相変わらず過保護過ぎる帯刀さんとシュウちゃんだった。








「咲ちゃん、お邪魔します。マリアちゃんいる?」
「凪ちゃん、いらっしゃい。もう宴会は終わったので・・・あなた達は龍神の神子様方?」
「・・・都とゆき・・・」
「夜分遅くにお邪魔します」

昼間のように玄関先で咲ちゃんとマリアちゃんを呼ぶと二人はすぐに顔を出し、咲ちゃんはゆきと都に驚きマリアちゃんは表情を曇らせる。
やっぱりゆきと顔を鉢合わせるのは、まだレベルが高すぎた?
だけど早いうちにちゃんと話し合って置いた方が良い。
その結果、分かり合えなかったとしても、それはそれで仕方がないと私は思う。

「マリアちゃん、ちゃんと話し合おう。私が傍にいるからね」
「・・・うん。

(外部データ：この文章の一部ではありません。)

//! Postgres connection.
//!
//! A [`Connection`] is a cheap handle to a background worker task that owns the
//! socket. Commands from every clone are queued and run one at a time, in the
//! order they are issued.
mod config;
#[cfg(feature = "tokio")]
mod stream;
#[cfg(feature = "tokio")]
mod worker;

pub use config::{Config, ParseError, Verbosity};
#[cfg(feature = "tokio")]
pub use stream::RowStream;

#[cfg(feature = "tokio")]
pub use handle::Connection;

#[cfg(feature = "tokio")]
mod handle {
    use tokio::{
        io::{AsyncRead, AsyncWrite},
        sync::{
            mpsc::{self, UnboundedReceiver, UnboundedSender},
            oneshot,
        },
    };

    use super::{
        Config, RowStream,
        worker::{Request, WorkerFuture},
    };
    use crate::{
        Error, Result,
        error::ConnectionClosed,
        phase::Notification,
        pipeline::{Command, Response},
        row::Row,
    };

    /// Postgres connection handle.
    ///
    /// Cloning is cheap, every clone shares the same ordered command queue. Dropping
    /// every handle closes the connection gracefully once queued commands are done.
    #[derive(Clone, Debug)]
    pub struct Connection {
        send: UnboundedSender<Request>,
    }

    impl Connection {
        /// Connect using url, see [`Config::parse`].
        pub async fn connect(url: &str) -> Result<Connection> {
            Self::connect_with(Config::parse(url)?).await
        }

        /// Connect using environment variables, see [`Config::from_env`].
        pub async fn connect_env() -> Result<Connection> {
            Self::connect_with(Config::from_env()?).await
        }

        /// Connect and wait until the connection is ready for query.
        pub async fn connect_with(config: Config) -> Result<Connection> {
            let (send, recv) = mpsc::unbounded_channel();
            let (notify, mut notifications) = mpsc::unbounded_channel();

            let mut worker = WorkerFuture::connect(config, recv);
            worker.subscribe(notify);
            tokio::spawn(worker);

            while let Some(notification) = notifications.recv().await {
                match notification {
                    Notification::Connected { .. } => return Ok(Connection { send }),
                    Notification::Error(err) => return Err(Error::unshare(err)),
                    Notification::Closed => break,
                    _ => {}
                }
            }

            Err(ConnectionClosed.into())
        }

        /// Connect in the background.
        ///
        /// Commands issued before the handshake completes are queued.
        pub fn connect_lazy_with(config: Config) -> Connection {
            let (send, recv) = mpsc::unbounded_channel();
            tokio::spawn(WorkerFuture::connect(config, recv));
            Connection { send }
        }

        /// Run the connection over an already connected transport.
        ///
        /// The startup handshake is sent right away, commands are queued until it completes.
        pub fn with_transport<S>(io: S, config: Config) -> Connection
        where
            S: AsyncRead + AsyncWrite + Unpin + Send + 'static,
        {
            let (send, recv) = mpsc::unbounded_channel();
            tokio::spawn(WorkerFuture::with_transport(io, config, recv));
            Connection { send }
        }

        /// Queue a command, a dropped command resolves as closed.
        fn command(&self, command: Command) {
            let _ = self.send.send(Request::Command(command));
        }

        fn simple(&self, sql: String) -> oneshot::Receiver<Result<Response>> {
            let (tx, rx) = oneshot::channel();
            self.command(Command::new(sql, move |result| {
                let _ = tx.send(result);
            }));
            rx
        }

        /// Execute sql, returns the number of rows affected.
        ///
        /// The command is queued immediately, awaiting only waits for its outcome.
        pub fn execute(&self, sql: impl Into<String>) -> impl Future<Output = Result<u64>> + Send + 'static {
            let rx = self.simple(sql.into());
            async move { Ok(outcome(rx).await?.rows_affected) }
        }

        /// Execute sql and buffer every returned row.
        pub fn query(&self, sql: impl Into<String>) -> impl Future<Output = Result<Vec<Row>>> + Send + 'static {
            let rx = self.simple(sql.into());
            async move { Ok(outcome(rx).await?.rows) }
        }

        /// Execute sql, streaming each row into `sink`.
        ///
        /// The sink is called from the connection task, returns the number of rows affected.
        pub fn query_with<F>(&self, sql: impl Into<String>, sink: F) -> impl Future<Output = Result<u64>> + Send + 'static
        where
            F: FnMut(Row) + Send + 'static,
        {
            let (tx, rx) = oneshot::channel();
            let command = Command::new(sql, move |result| {
                let _ = tx.send(result);
            });
            self.command(command.with_sink(sink));
            async move { Ok(outcome(rx).await?.rows_affected) }
        }

        /// Execute sql, returning rows as a [`Stream`][futures_core::Stream].
        pub fn fetch(&self, sql: impl Into<String>) -> RowStream {
            let (rows_tx, rows_rx) = mpsc::unbounded_channel();
            let (tx, rx) = oneshot::channel();
            let command = Command::new(sql, move |result| {
                let _ = tx.send(result);
            });
            self.command(command.with_sink(move |row| {
                let _ = rows_tx.send(row);
            }));
            RowStream::new(rows_rx, rx)
        }

        /// Receive connection level notifications from now on.
        pub fn subscribe(&self) -> UnboundedReceiver<Notification> {
            let (send, recv) = mpsc::unbounded_channel();
            let _ = self.send.send(Request::Subscribe(send));
            recv
        }

        /// Close the connection once every queued command is resolved.
        ///
        /// Commands issued afterwards by any handle are rejected with [`ConnectionClosed`].
        pub fn close(&self) -> impl Future<Output = ()> + Send + 'static {
            let (tx, rx) = oneshot::channel();
            let _ = self.send.send(Request::Close(tx));
            async move {
                let _ = rx.await;
            }
        }

        /// Returns `true` if the connection worker is gone.
        pub fn is_closed(&self) -> bool {
            self.send.is_closed()
        }
    }

    async fn outcome(rx: oneshot::Receiver<Result<Response>>) -> Result<Response> {
        rx.await.map_err(|_| Error::from(ConnectionClosed))?
    }
}

#[cfg(all(test, feature = "tokio"))]
mod test {
    use bytes::{Buf, BytesMut};
    use futures_core::Stream;
    use std::{future::poll_fn, pin::Pin};
    use tokio::{
        io::{AsyncReadExt, AsyncWriteExt, DuplexStream, duplex},
        task::JoinHandle,
    };

    use super::*;
    use crate::{
        ErrorKind, Notification,
        postgres::{codec::split_frame, mock},
        row::{Row, Value},
    };

    /// Scripted server, `respond` writes the reply of a query or returns `false` to hang up.
    ///
    /// Resolves to `true` if the client sent `Terminate`.
    fn serve(mut io: DuplexStream, respond: fn(&str, &mut BytesMut) -> bool) -> JoinHandle<bool> {
        tokio::spawn(async move {
            let mut buf = BytesMut::new();

            // untagged startup message
            loop {
                if buf.len() >= 4 {
                    let len = i32::from_be_bytes([buf[0], buf[1], buf[2], buf[3]]) as usize;
                    if buf.len() >= len {
                        buf.advance(len);
                        break;
                    }
                }
                if io.read_buf(&mut buf).await.unwrap() == 0 {
                    return false;
                }
            }

            let mut out = BytesMut::new();
            mock::handshake(&mut out);
            io.write_all(&out).await.unwrap();

            loop {
                let Some(frame) = split_frame(&mut buf).unwrap() else {
                    if io.read_buf(&mut buf).await.unwrap() == 0 {
                        return false;
                    }
                    continue;
                };

                match frame.tag {
                    b'Q' => {
                        let sql = std::str::from_utf8(&frame.body[..frame.body.len() - 1]).unwrap();
                        out.clear();
                        if !respond(sql, &mut out) {
                            return false;
                        }
                        io.write_all(&out).await.unwrap();
                    }
                    b'X' => return true,
                    tag => panic!("unexpected frontend message {:?}", tag as char),
                }
            }
        })
    }

    /// `SELECT <n>` returns n, `INVALID` fails, `NOTICE` raises a notice, `HANG UP` drops the socket.
    fn respond(sql: &str, out: &mut BytesMut) -> bool {
        match sql {
            "HANG UP" => return false,
            "INVALID" => {
                mock::error(out, "ERROR", "42601", "syntax error at or near \"INVALID\"");
                mock::ready(out, b'I');
            }
            "NOTICE" => {
                mock::notice(out, "hello");
                mock::command_complete(out, "DO");
                mock::ready(out, b'I');
            }
            "SERIES" => mock::select_int(out, "n", &["1", "2", "3"]),
            "INSERT" => {
                mock::command_complete(out, "INSERT 0 4");
                mock::ready(out, b'I');
            }
            sql => {
                let n = sql.trim_start_matches("SELECT ");
                mock::select_int(out, "n", &[n]);
            }
        }
        true
    }

    fn connect() -> (Connection, JoinHandle<bool>) {
        let (client, server) = duplex(64 * 1024);
        let conn = Connection::with_transport(client, Config::default());
        (conn, serve(server, respond))
    }

    fn n(rows: &[Row]) -> Option<i64> {
        rows[0].get("n").and_then(Value::as_i64)
    }

    #[tokio::test]
    async fn queries_resolve_in_order() {
        let (conn, server) = connect();

        let (a, b, c) = tokio::join!(conn.query("SELECT 1"), conn.query("SELECT 2"), conn.query("SELECT 3"));
        assert_eq!(n(&a.unwrap()), Some(1));
        assert_eq!(n(&b.unwrap()), Some(2));
        assert_eq!(n(&c.unwrap()), Some(3));

        assert_eq!(conn.execute("INSERT").await.unwrap(), 4);

        conn.close().await;
        assert!(server.await.unwrap());
        assert!(conn.is_closed());
    }

    #[tokio::test]
    async fn server_error_then_continue() {
        let (conn, _server) = connect();

        let first = conn.query("SELECT 1");
        let invalid = conn.execute("INVALID");
        let last = conn.query("SELECT 2");

        assert_eq!(n(&first.await.unwrap()), Some(1));
        let err = invalid.await.unwrap_err();
        assert_eq!(err.as_database().map(|e| e.code()), Some("42601"));
        assert_eq!(n(&last.await.unwrap()), Some(2));
    }

    #[tokio::test]
    async fn nul_in_sql_keeps_connection() {
        let (conn, _server) = connect();

        let bad = conn.execute("SELECT 'a\0b'");
        let next = conn.query("SELECT 7");

        assert!(matches!(bad.await.unwrap_err().kind(), ErrorKind::InvalidSql(_)));
        assert_eq!(n(&next.await.unwrap()), Some(7));
        assert!(!conn.is_closed());
    }

    #[tokio::test]
    async fn close_drains_queue_then_rejects() {
        let (conn, server) = connect();

        let a = conn.query("SELECT 1");
        let b = conn.query("SELECT 2");
        let closed = conn.close();
        let late = conn.execute("SELECT 3");

        closed.await;
        assert_eq!(n(&a.await.unwrap()), Some(1));
        assert_eq!(n(&b.await.unwrap()), Some(2));
        assert!(late.await.unwrap_err().is_closed());
        assert!(server.await.unwrap());
    }

    #[tokio::test]
    async fn dropping_handles_terminates() {
        let (conn, server) = connect();
        let pending = conn.query("SELECT 7");
        drop(conn);
        assert_eq!(n(&pending.await.unwrap()), Some(7));
        assert!(server.await.unwrap());
    }

    #[tokio::test]
    async fn fetch_and_sink_stream_rows() {
        let (conn, _server) = connect();

        let mut stream = conn.fetch("SERIES");
        let mut fetched = vec![];
        while let Some(row) = poll_fn(|cx| Pin::new(&mut stream).poll_next(cx)).await {
            fetched.push(row.unwrap().get("n").and_then(Value::as_i64));
        }
        assert_eq!(fetched, [Some(1), Some(2), Some(3)]);

        let mut stream = conn.fetch("INVALID");
        let item = poll_fn(|cx| Pin::new(&mut stream).poll_next(cx)).await;
        assert!(matches!(item, Some(Err(e)) if e.as_database().is_some()));
        assert!(poll_fn(|cx| Pin::new(&mut stream).poll_next(cx)).await.is_none());

        let seen = std::sync::Arc::new(std::sync::Mutex::new(0));
        let counter = seen.clone();
        let affected = conn.query_with("SERIES", move |_| *counter.lock().unwrap() += 1).await.unwrap();
        assert_eq!(affected, 3);
        assert_eq!(*seen.lock().unwrap(), 3);
    }

    #[tokio::test]
    async fn notifications_channel() {
        let (conn, _server) = connect();
        let mut notifications = conn.subscribe();

        conn.execute("NOTICE").await.unwrap();
        conn.execute("INVALID").await.unwrap_err();

        let mut seen = vec![];
        while let Ok(notification) = notifications.try_recv() {
            seen.push(notification);
        }
        assert!(seen.iter().any(|n| matches!(n, Notification::Notice(n) if n.message() == "hello")));
        assert!(seen.iter().any(|n| matches!(n, Notification::Error(e) if e.as_database().is_some())));
    }

    #[tokio::test]
    async fn hang_up_fails_pending() {
        let (conn, _server) = connect();
        let mut notifications = conn.subscribe();

        let lost = conn.query("HANG UP");
        let queued = conn.query("SELECT 1");

        assert!(lost.await.unwrap_err().is_closed());
        assert!(queued.await.unwrap_err().is_closed());
        assert!(conn.execute("SELECT 2").await.unwrap_err().is_closed());

        let mut io_error = false;
        while let Some(notification) = notifications.recv().await {
            match notification {
                Notification::Error(e) => io_error |= matches!(e.kind(), ErrorKind::Io(_)),
                Notification::Closed => break,
                _ => {}
            }
        }
        assert!(io_error);
    }

    #[tokio::test]
    async fn invalid_url() {
        let err = Connection::connect("localhost").await.unwrap_err();
        assert!(matches!(err.kind(), ErrorKind::Config(_)));
    }
}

咲もいてくれる?」
「マリアちゃんがいいんなら、私も同席します」
「ありがとう咲」

仕方がないと思いつつこのままでは話をする前に決裂するのは良くないことだから、乗り気じゃないマリアちゃんの背中を押してみる。
咲ちゃんもこの場の空気を読んでくれ、ようやくマリアちゃんの顔が少しだけ明るくなった。
これでまずは大丈夫かな?

「では私は人数分のお茶を用意してきますね。みなさんはこちらの部屋でお待ち下さい」
「分かった。ゆき、都こっちだよ」

人んちにも関わらずそう言い指定された部屋へと二人を通し、私はマリアちゃんの隣に座る。
夕食はさすがに終わっていたらしく、お茶とお茶菓子しかお膳にはなかった。
コロは気持ちよさそうに部屋の片隅で寝ている。

「そう言えばマコトと他の先生達は?」
「歓迎会って言って、呑みに行った」
「あ、そうなんだ」

やたらに静かなのが気になりマリアちゃんに耳打ちで聞いてみると、返ってきたのは最早男のサガと言える物で呆れてしまう。

マコトもお酒は結構いける口なんだろうか?
だとしたら今後の宴は更に大変になる・・・。

・・・ちょっとイヤ結構嫌だな・・・。